Data for processing below:

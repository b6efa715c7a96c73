//! Integration tests for file-type dispatch.

use pdf_salvage::ingest::{parse_file_path, FileParser};
use pdf_salvage::{parse_file_bytes, ContentKind, Error, ParseOptions, PdfTextSource, Result};
use std::io::Write as _;

struct PagesSource;

impl PdfTextSource for PagesSource {
    fn name(&self) -> &str {
        "pages"
    }

    fn extract_text(&self, _bytes: &[u8]) -> Result<String> {
        Ok(["Page one", "Page two"].join("\n\n"))
    }
}

struct EmptySource;

impl PdfTextSource for EmptySource {
    fn name(&self) -> &str {
        "empty"
    }

    fn extract_text(&self, _bytes: &[u8]) -> Result<String> {
        Ok(String::new())
    }
}

const CV_PDF: &[u8] = b"%PDF-1.4\n4 0 obj\n<< /Length 44 >>\nstream\nBT (C) Tj (V) Tj ( of Jane) Tj ET\nendstream\nendobj\n%%EOF";

#[test]
fn test_parse_pdf_bytes_with_fallback() {
    let options = ParseOptions::default().with_warnings(true);
    let parsed = parse_file_bytes(CV_PDF, None, None, &options).unwrap();

    assert_eq!(parsed.file_type, ContentKind::Pdf);
    assert_eq!(parsed.file_name, "uploaded.pdf");
    assert_eq!(parsed.text, "CV of Jane");
    assert!(!parsed.warnings.is_empty());
}

#[test]
fn test_primary_source_used_first() {
    let parser = FileParser::new(ParseOptions::default()).with_primary_pdf(Box::new(PagesSource));
    let parsed = parser.parse(CV_PDF, Some("cv.pdf"), None).unwrap();
    assert_eq!(parsed.text, "Page one\n\nPage two");
}

#[test]
fn test_empty_primary_result_falls_back() {
    let options = ParseOptions::default().with_warnings(true);
    let parser = FileParser::new(options).with_primary_pdf(Box::new(EmptySource));
    let parsed = parser.parse(CV_PDF, Some("cv.pdf"), None).unwrap();

    assert_eq!(parsed.text, "CV of Jane");
    assert_eq!(parsed.warnings[0], "empty found no text. Using fallback PDF text extractor.");
}

#[test]
fn test_content_type_hint() {
    let options = ParseOptions::default().with_content_type_hint("text/csv; charset=utf-8");
    let parsed = parse_file_bytes(b"skill,years\nRust,5", None, None, &options).unwrap();

    assert_eq!(parsed.file_type, ContentKind::Csv);
    assert_eq!(parsed.tables.len(), 2);
    assert_eq!(parsed.file_name, "uploaded.csv");
}

#[test]
fn test_markdown_by_extension() {
    let parsed = parse_file_bytes(b"# Jane\n\n- Rust", Some("cv.md"), None, &ParseOptions::default()).unwrap();
    assert_eq!(parsed.file_type, ContentKind::Markdown);
    assert_eq!(parsed.text, "# Jane\n\n- Rust");
}

#[test]
fn test_parsed_file_json_shape() {
    let parsed = parse_file_bytes(b"{\"skills\": [\"rust\"]}", Some("p.json"), None, &ParseOptions::default()).unwrap();
    let value = serde_json::to_value(&parsed).unwrap();

    assert_eq!(value["file_type"], "json");
    assert_eq!(value["file_name"], "p.json");
    assert_eq!(value["obj"]["skills"][0], "rust");
    assert_eq!(value["tables"], serde_json::json!([]));
    assert_eq!(value["warnings"], serde_json::json!([]));
}

#[test]
fn test_parse_file_path() {
    let mut file = tempfile::Builder::new().suffix(".pdf").tempfile().unwrap();
    file.write_all(CV_PDF).unwrap();
    file.flush().unwrap();

    let parsed = parse_file_path(file.path(), &ParseOptions::default()).unwrap();
    assert_eq!(parsed.file_type, ContentKind::Pdf);
    assert!(parsed.file_name.ends_with(".pdf"));
    assert_eq!(parsed.text, "CV of Jane");
}

#[test]
fn test_parse_missing_file() {
    let dir = tempfile::tempdir().unwrap();
    let result = parse_file_path(dir.path().join("missing.pdf"), &ParseOptions::default());
    assert!(matches!(result, Err(Error::Io(_))));
}

#[cfg(feature = "office")]
mod office {
    use super::*;
    use std::io::{Cursor, Write};
    use zip::write::SimpleFileOptions;
    use zip::ZipWriter;

    fn container(entries: &[(&str, &str)]) -> Vec<u8> {
        let mut writer = ZipWriter::new(Cursor::new(Vec::new()));
        for (name, body) in entries {
            writer.start_file(*name, SimpleFileOptions::default()).unwrap();
            writer.write_all(body.as_bytes()).unwrap();
        }
        writer.finish().unwrap().into_inner()
    }

    #[test]
    fn test_sniff_office_containers() {
        let docx = container(&[("word/document.xml", "<w:document/>")]);
        assert_eq!(ContentKind::sniff(&docx, None), ContentKind::Docx);

        let pptx = container(&[("ppt/presentation.xml", "<p:presentation/>")]);
        assert_eq!(ContentKind::sniff(&pptx, None), ContentKind::Pptx);

        let plain = container(&[("notes.txt", "hello")]);
        assert_eq!(ContentKind::sniff(&plain, None), ContentKind::Zip);
    }

    #[test]
    fn test_broken_workbook_warns() {
        let fake = container(&[("xl/workbook.xml", "not a workbook")]);
        let options = ParseOptions::default().with_warnings(true);
        let parsed = parse_file_bytes(&fake, None, None, &options).unwrap();

        assert_eq!(parsed.file_type, ContentKind::Xlsx);
        assert!(parsed.text.is_empty());
        assert!(parsed.warnings[0].starts_with("Excel parsing failed"));
    }
}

End of Data for processing.

Required work ::
Transcribe the full listing exactly, keeping every word as it is.

Output of the exercise ::
repository b6efa715c7a96c73
//! Integration tests for file-type dispatch.

use pdf_salvage::ingest::{parse_file_path, FileParser};
use pdf_salvage::{parse_file_bytes, ContentKind, Error, ParseOptions, PdfTextSource, Result};
use std::io::Write as _;

struct PagesSource;

impl PdfTextSource for PagesSource {
    fn name(&self) -> &str {
        "pages"
    }

    fn extract_text(&self, _bytes: &[u8]) -> Result<String> {
        Ok(["Page one", "Page two"].join("\n\n"))
    }
}

struct EmptySource;

impl PdfTextSource for EmptySource {
    fn name(&self) -> &str {
        "empty"
    }

    fn extract_text(&self, _bytes: &[u8]) -> Result<String> {
        Ok(String::new())
    }
}

const CV_PDF: &[u8] = b"%PDF-1.4\n4 0 obj\n<< /Length 44 >>\nstream\nBT (C) Tj (V) Tj ( of Jane) Tj ET\nendstream\nendobj\n%%EOF";

#[test]
fn test_parse_pdf_bytes_with_fallback() {
    let options = ParseOptions::default().with_warnings(true);
    let parsed = parse_file_bytes(CV_PDF, None, None, &options).unwrap();

    assert_eq!(parsed.file_type, ContentKind::Pdf);
    assert_eq!(parsed.file_name, "uploaded.pdf");
    assert_eq!(parsed.text, "CV of Jane");
    assert!(!parsed.warnings.is_empty());
}

#[test]
fn test_primary_source_used_first() {
    let parser = FileParser::new(ParseOptions::default()).with_primary_pdf(Box::new(PagesSource));
    let parsed = parser.parse(CV_PDF, Some("cv.pdf"), None).unwrap();
    assert_eq!(parsed.text, "Page one\n\nPage two");
}

#[test]
fn test_empty_primary_result_falls_back() {
    let options = ParseOptions::default().with_warnings(true);
    let parser = FileParser::new(options).with_primary_pdf(Box::new(EmptySource));
    let parsed = parser.parse(CV_PDF, Some("cv.pdf"), None).unwrap();

    assert_eq!(parsed.text, "CV of Jane");
    assert_eq!(parsed.warnings[0], "empty found no text. Using fallback PDF text extractor.");
}

#[test]
fn test_content_type_hint() {
    let options = ParseOptions::default().with_content_type_hint("text/csv; charset=utf-8");
    let parsed = parse_file_bytes(b"skill,years\nRust,5", None, None, &options).unwrap();

    assert_eq!(parsed.file_type, ContentKind::Csv);
    assert_eq!(parsed.tables.len(), 2);
    assert_eq!(parsed.file_name, "uploaded.csv");
}

#[test]
fn test_markdown_by_extension() {
    let parsed = parse_file_bytes(b"# Jane\n\n- Rust", Some("cv.md"), None, &ParseOptions::default()).unwrap();
    assert_eq!(parsed.file_type, ContentKind::Markdown);
    assert_eq!(parsed.text, "# Jane\n\n- Rust");
}

#[test]
fn test_parsed_file_json_shape() {
    let parsed = parse_file_bytes(b"{\"skills\": [\"rust\"]}", Some("p.json"), None, &ParseOptions::default()).unwrap();
    let value = serde_json::to_value(&parsed).unwrap();

    assert_eq!(value["file_type"], "json");
    assert_eq!(value["file_name"], "p.json");
    assert_eq!(value["obj"]["skills"][0], "rust");
    assert_eq!(value["tables"], serde_json::json!([]));
    assert_eq!(value["warnings"], serde_json::json!([]));
}

#[test]
fn test_parse_file_path() {
    let mut file = tempfile::Builder::new().suffix(".pdf").tempfile().unwrap();
    file.write_all(CV_PDF).unwrap();
    file.flush().unwrap();

    let parsed = parse_file_path(file.path(), &ParseOptions::default()).unwrap();
    assert_eq!(parsed.file_type, ContentKind::Pdf);
    assert!(parsed.file_name.ends_with(".pdf"));
    assert_eq!(parsed.text, "CV of Jane");
}

#[test]
fn test_parse_missing_file() {
    let dir = tempfile::tempdir().unwrap();
    let result = parse_file_path(dir.path().join("missing.pdf"), &ParseOptions::default());
    assert!(matches!(result, Err(Error::Io(_))));
}

#[cfg(feature = "office")]
mod office {
    use super::*;
    use std::io::{Cursor, Write};
    use zip::write::SimpleFileOptions;
    use zip::ZipWriter;

    fn container(entries: &[(&str, &str)]) -> Vec<u8> {
        let mut writer = ZipWriter::new(Cursor::new(Vec::new()));
        for (name, body) in entries {
            writer.start_file(*name, SimpleFileOptions::default()).unwrap();
            writer.write_all(body.as_bytes()).unwrap();
        }
        writer.finish().unwrap().into_inner()
    }

    #[test]
    fn test_sniff_office_containers() {
        let docx = container(&[("word/document.xml", "<w:document/>")]);
        assert_eq!(ContentKind::sniff(&docx, None), ContentKind::Docx);

        let pptx = container(&[("ppt/presentation.xml", "<p:presentation/>")]);
        assert_eq!(ContentKind::sniff(&pptx, None), ContentKind::Pptx);

        let plain = container(&[("notes.txt", "hello")]);
        assert_eq!(ContentKind::sniff(&plain, None), ContentKind::Zip);
    }

    #[test]
    fn test_broken_workbook_warns() {
        let fake = container(&[("xl/workbook.xml", "not a workbook")]);
        let options = ParseOptions::default().with_warnings(true);
        let parsed = parse_file_bytes(&fake, None, None, &options).unwrap();

        assert_eq!(parsed.file_type, ContentKind::Xlsx);
        assert!(parsed.text.is_empty());
        assert!(parsed.warnings[0].starts_with("Excel parsing failed"));
    }
}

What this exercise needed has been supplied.